Last month I created an article for NDC Magazine on Scaling Scrum. The guys at NDC must have liked it as they decided to put it on the cover. This article is a discussion and investigation into what it means to be a Professional Scrum Team, why we need it, and how we can scale it.
[ Download NDC Magazine 2015.1 as a PDF ]
Many organisations move towards Scrum and Agile for the allure of hyper-productivity. This is the promise that led them to Scrum in the first place and they are, more often than not, sorely disappointed when they don’t achieve it. The easiest way to make Scrum as ineffective as possible, is to pay lip service to it. Forgetting about the values, principles, and technical excellence that are the underpinning of its effectiveness.

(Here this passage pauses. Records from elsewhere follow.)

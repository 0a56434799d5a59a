//! Assignments repository for database operations

use async_trait::async_trait;
use sqlx::{Pool, Postgres, QueryBuilder};
use uuid::Uuid;

use crate::{
    error::{AppError, AppResult},
    models::{
        assignment::{
            Assignment, AssignmentDetails, AssignmentDraft, AssignmentFilter, AssignmentScope,
            NewAssignment,
        },
        AssignmentState,
    },
    pagination::{push_order_and_page, PaginationFilter, SortColumns, SortSpec},
};

use super::search_pattern;

/// An assignment still counts while it is not deleted and no completed return
/// request closes it. Filtered listings and the user-deletion guard use this.
pub(crate) const ACTIVE_ASSIGNMENT: &str = "NOT a.is_deleted AND NOT EXISTS (\
     SELECT 1 FROM return_requests crr \
     WHERE crr.assignment_id = a.id AND NOT crr.is_deleted AND crr.state = 'completed')";

const DETAILS_COLUMNS: &str = "SELECT a.id, a.asset_id, s.asset_code, s.asset_name, s.specification, \
     a.assigned_id_to, ut.username AS assigned_to, a.assigned_id_by, ub.username AS assigned_by, \
     a.assigned_date, a.note, a.location, a.state, rr.state AS return_request_state, a.created_on";

const DETAILS_FROM: &str = " FROM assignments a \
     JOIN assets s ON s.id = a.asset_id \
     JOIN users ut ON ut.id = a.assigned_id_to \
     JOIN users ub ON ub.id = a.assigned_id_by \
     LEFT JOIN return_requests rr ON rr.assignment_id = a.id AND NOT rr.is_deleted \
     AND rr.state <> 'rejected'";

pub(crate) const ASSIGNMENT_SORT: SortColumns = SortColumns {
    fields: &[
        ("assetCode", "s.asset_code"),
        ("assetName", "s.asset_name"),
        ("assignedTo", "ut.username"),
        ("assignedBy", "ub.username"),
        ("assignedDate", "a.assigned_date"),
        ("state", "a.state"),
    ],
    default: "s.asset_code",
    tiebreaker: "a.id",
};

const ASSET_TAKEN: &str = "Asset is not available for assignment.";

#[cfg_attr(test, mockall::automock)]
#[async_trait]
pub trait AssignmentsRepository: Send + Sync {
    /// Non-deleted assignment row
    async fn get_by_id(&self, id: Uuid) -> AppResult<Option<Assignment>>;

    /// Non-deleted assignment joined with its asset and users
    async fn get_details(&self, id: Uuid) -> AppResult<Option<AssignmentDetails>>;

    /// Every non-deleted assignment of a user, newest first
    async fn list_for_user(&self, user_id: Uuid) -> AppResult<Vec<AssignmentDetails>>;

    /// One page of active assignments plus the count before paging
    async fn filter(
        &self,
        filter: &AssignmentFilter,
        sort: &SortSpec,
        page: &PaginationFilter,
    ) -> AppResult<(Vec<AssignmentDetails>, i64)>;

    /// Reserve the asset and insert the assignment in one transaction
    async fn create(&self, assignment: &NewAssignment) -> AppResult<Assignment>;

    /// Rewrite a waiting assignment, moving the reservation when the asset changes
    async fn update(
        &self,
        id: Uuid,
        previous_asset_id: Uuid,
        draft: &AssignmentDraft,
    ) -> AppResult<Option<Assignment>>;

    /// Move `from` to `to` only if the row is still in `from`.
    /// Declining releases the asset in the same transaction.
    async fn change_state(
        &self,
        id: Uuid,
        from: AssignmentState,
        to: AssignmentState,
    ) -> AppResult<Option<Assignment>>;

    /// Mark deleted and optionally hand the asset back
    async fn soft_delete(&self, id: Uuid, release: bool) -> AppResult<bool>;

    /// Active, non-declined assignments held by a user
    async fn count_active_for_user(&self, user_id: Uuid) -> AppResult<i64>;
}

#[derive(Clone)]
pub struct PgAssignmentsRepository {
    pool: Pool<Postgres>,
}

impl PgAssignmentsRepository {
    pub fn new(pool: Pool<Postgres>) -> Self {
        Self { pool }
    }
}

/// Append the WHERE clause for a listing
/// Unfiltered view of a user's assignments, closed ones included
fn push_user_listing(builder: &mut QueryBuilder<'_, Postgres>, user_id: Uuid) {
    builder
        .push(DETAILS_FROM)
        .push(" WHERE NOT a.is_deleted AND a.assigned_id_to = ")
        .push_bind(user_id)
        .push(" ORDER BY a.assigned_date DESC, a.id ASC");
}

fn push_filters(builder: &mut QueryBuilder<'_, Postgres>, filter: &AssignmentFilter) {
    builder.push(" WHERE ").push(ACTIVE_ASSIGNMENT);

    match filter.scope {
        AssignmentScope::Location(location) => {
            builder.push(" AND a.location = ").push_bind(location);
        }
        AssignmentScope::Assignee(user_id) => {
            builder
                .push(" AND a.assigned_id_to = ")
                .push_bind(user_id)
                .push(" AND a.state <> 'declined'");
        }
    }

    if let Some(pattern) = search_pattern(filter.search.as_deref()) {
        builder
            .push(" AND (LOWER(s.asset_code) LIKE ")
            .push_bind(pattern.clone())
            .push(" OR LOWER(s.asset_name) LIKE ")
            .push_bind(pattern.clone())
            .push(" OR LOWER(ut.username) LIKE ")
            .push_bind(pattern.clone())
            .push(" OR LOWER(ub.username) LIKE ")
            .push_bind(pattern)
            .push(")");
    }

    if let Some(state) = filter.state {
        builder.push(" AND a.state = ").push_bind(state);
    }

    if let Some(date) = filter.assigned_date {
        builder.push(" AND a.assigned_date = ").push_bind(date);
    }
}

/// Flip an available asset to assigned; false when someone else got there first
async fn reserve_asset(
    conn: &mut sqlx::PgConnection,
    asset_id: Uuid,
    modified_by: &str,
) -> AppResult<bool> {
    let result = sqlx::query(
        r#"
        UPDATE assets
        SET state = 'assigned', last_modified_on = NOW(), last_modified_by = $2
        WHERE id = $1 AND state = 'available' AND NOT is_deleted
        "#,
    )
    .bind(asset_id)
    .bind(modified_by)
    .execute(conn)
    .await?;

    Ok(result.rows_affected() == 1)
}

async fn release_asset(conn: &mut sqlx::PgConnection, asset_id: Uuid) -> AppResult<()> {
    sqlx::query(
        r#"
        UPDATE assets
        SET state = 'available', last_modified_on = NOW()
        WHERE id = $1 AND state = 'assigned'
        "#,
    )
    .bind(asset_id)
    .execute(conn)
    .await?;

    Ok(())
}

#[async_trait]
impl AssignmentsRepository for PgAssignmentsRepository {
    async fn get_by_id(&self, id: Uuid) -> AppResult<Option<Assignment>> {
        let assignment = sqlx::query_as::<_, Assignment>(
            "SELECT * FROM assignments WHERE id = $1 AND NOT is_deleted",
        )
        .bind(id)
        .fetch_optional(&self.pool)
        .await?;

        Ok(assignment)
    }

    async fn get_details(&self, id: Uuid) -> AppResult<Option<AssignmentDetails>> {
        let mut builder = QueryBuilder::<Postgres>::new(DETAILS_COLUMNS);
        builder
            .push(DETAILS_FROM)
            .push(" WHERE NOT a.is_deleted AND a.id = ")
            .push_bind(id);

        let details = builder
            .build_query_as::<AssignmentDetails>()
            .fetch_optional(&self.pool)
            .await?;

        Ok(details)
    }

    async fn list_for_user(&self, user_id: Uuid) -> AppResult<Vec<AssignmentDetails>> {
        let mut builder = QueryBuilder::<Postgres>::new(DETAILS_COLUMNS);
        push_user_listing(&mut builder, user_id);

        let rows = builder
            .build_query_as::<AssignmentDetails>()
            .fetch_all(&self.pool)
            .await?;

        Ok(rows)
    }

    async fn filter(
        &self,
        filter: &AssignmentFilter,
        sort: &SortSpec,
        page: &PaginationFilter,
    ) -> AppResult<(Vec<AssignmentDetails>, i64)> {
        let mut count = QueryBuilder::<Postgres>::new("SELECT COUNT(*)");
        count.push(DETAILS_FROM);
        push_filters(&mut count, filter);
        let total: i64 = count.build_query_scalar().fetch_one(&self.pool).await?;

        let mut select = QueryBuilder::<Postgres>::new(DETAILS_COLUMNS);
        select.push(DETAILS_FROM);
        push_filters(&mut select, filter);
        push_order_and_page(&mut select, &ASSIGNMENT_SORT, sort, page);

        let rows = select
            .build_query_as::<AssignmentDetails>()
            .fetch_all(&self.pool)
            .await?;

        Ok((rows, total))
    }

    async fn create(&self, assignment: &NewAssignment) -> AppResult<Assignment> {
        let mut tx = self.pool.begin().await?;

        if !reserve_asset(&mut tx, assignment.asset_id, &assignment.created_by).await? {
            return Err(AppError::Conflict(ASSET_TAKEN.to_string()));
        }

        let created = sqlx::query_as::<_, Assignment>(
            r#"
            INSERT INTO assignments (
                id, asset_id, assigned_id_to, assigned_id_by, assigned_date,
                note, location, state, created_by
            )
            VALUES ($1, $2, $3, $4, $5, $6, $7, 'waiting_for_acceptance', $8)
            RETURNING *
            "#,
        )
        .bind(assignment.id)
        .bind(assignment.asset_id)
        .bind(assignment.assigned_id_to)
        .bind(assignment.assigned_id_by)
        .bind(assignment.assigned_date)
        .bind(&assignment.note)
        .bind(assignment.location)
        .bind(&assignment.created_by)
        .fetch_one(&mut *tx)
        .await
        .map_err(|e| AppError::on_unique_violation(e, ASSET_TAKEN))?;

        tx.commit().await?;
        Ok(created)
    }

    async fn update(
        &self,
        id: Uuid,
        previous_asset_id: Uuid,
        draft: &AssignmentDraft,
    ) -> AppResult<Option<Assignment>> {
        let modified_by = draft.assigned_id_by.to_string();
        let mut tx = self.pool.begin().await?;

        if draft.asset_id != previous_asset_id {
            release_asset(&mut tx, previous_asset_id).await?;
            if !reserve_asset(&mut tx, draft.asset_id, &modified_by).await? {
                return Err(AppError::Conflict(ASSET_TAKEN.to_string()));
            }
        }

        let updated = sqlx::query_as::<_, Assignment>(
            r#"
            UPDATE assignments
            SET asset_id = $2,
                assigned_id_to = $3,
                assigned_id_by = $4,
                assigned_date = $5,
                note = $6,
                location = (SELECT location FROM assets WHERE id = $2),
                last_modified_on = NOW(),
                last_modified_by = $7
            WHERE id = $1 AND NOT is_deleted AND state = 'waiting_for_acceptance'
            RETURNING *
            "#,
        )
        .bind(id)
        .bind(draft.asset_id)
        .bind(draft.assigned_id_to)
        .bind(draft.assigned_id_by)
        .bind(draft.assigned_date)
        .bind(&draft.note)
        .bind(&modified_by)
        .fetch_optional(&mut *tx)
        .await
        .map_err(|e| AppError::on_unique_violation(e, ASSET_TAKEN))?;

        // Rolled back on drop when the row was no longer editable
        if updated.is_some() {
            tx.commit().await?;
        }
        Ok(updated)
    }

    async fn change_state(
        &self,
        id: Uuid,
        from: AssignmentState,
        to: AssignmentState,
    ) -> AppResult<Option<Assignment>> {
        let mut tx = self.pool.begin().await?;

        let updated = sqlx::query_as::<_, Assignment>(
            r#"
            UPDATE assignments
            SET state = $3, last_modified_on = NOW()
            WHERE id = $1 AND state = $2 AND NOT is_deleted
            RETURNING *
            "#,
        )
        .bind(id)
        .bind(from)
        .bind(to)
        .fetch_optional(&mut *tx)
        .await?;

        if let Some(assignment) = &updated {
            if to == AssignmentState::Declined {
                release_asset(&mut tx, assignment.asset_id).await?;
            }
        }

        tx.commit().await?;
        Ok(updated)
    }

    async fn soft_delete(&self, id: Uuid, release: bool) -> AppResult<bool> {
        let mut tx = self.pool.begin().await?;

        let asset_id: Option<Uuid> = sqlx::query_scalar(
            r#"
            UPDATE assignments
            SET is_deleted = TRUE, last_modified_on = NOW()
            WHERE id = $1 AND NOT is_deleted
            RETURNING asset_id
            "#,
        )
        .bind(id)
        .fetch_optional(&mut *tx)
        .await?;

        let Some(asset_id) = asset_id else {
            return Ok(false);
        };

        if release {
            release_asset(&mut tx, asset_id).await?;
        }

        tx.commit().await?;
        Ok(true)
    }

    async fn count_active_for_user(&self, user_id: Uuid) -> AppResult<i64> {
        let mut builder = QueryBuilder::<Postgres>::new("SELECT COUNT(*) FROM assignments a WHERE ");
        builder
            .push(ACTIVE_ASSIGNMENT)
            .push(" AND a.state <> 'declined' AND a.assigned_id_to = ")
            .push_bind(user_id);

        let count: i64 = builder.build_query_scalar().fetch_one(&self.pool).await?;
        Ok(count)
    }
}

It’s just fine to start with mechanical Scrum and work from there. Just don’t expect to get the effectiveness that you desire without the other two pillars. You need all three of the pillars to be able to ship twice the features in half the time.
No really! You can ship twice the features in half the time, but only with Professional Scrum. In Professional Scrum we not only follow the framework, but enact the values and principles. In Professional Scrum we strive for technical excellence and really focus on doing the right thing and minimising technical debt (yes, I know that unhedged fund is technically more accurate.)
Jeff Sutherland talks often of using Scrum to make money as a venture capitalist. His company buys struggling software companies and turning them around. Jeff does this by implementing Professional Scrum and turning that struggling software organisation into a highly tuned, effective team that turns ideas into customer value. He can then sell that company for many time that which he bought it for; professionals are worth far more than cowboys.
It beggars belief that so many organisations only practice flaccid Scrum and waste their investors’ money. That’s bad when it is private investment, but down right criminal in a public company. And let’s not get started with the public sector.
Is your organisation paying lip service to the values and principals? Does it feel more like ‘yeeha’, or a group of professionals?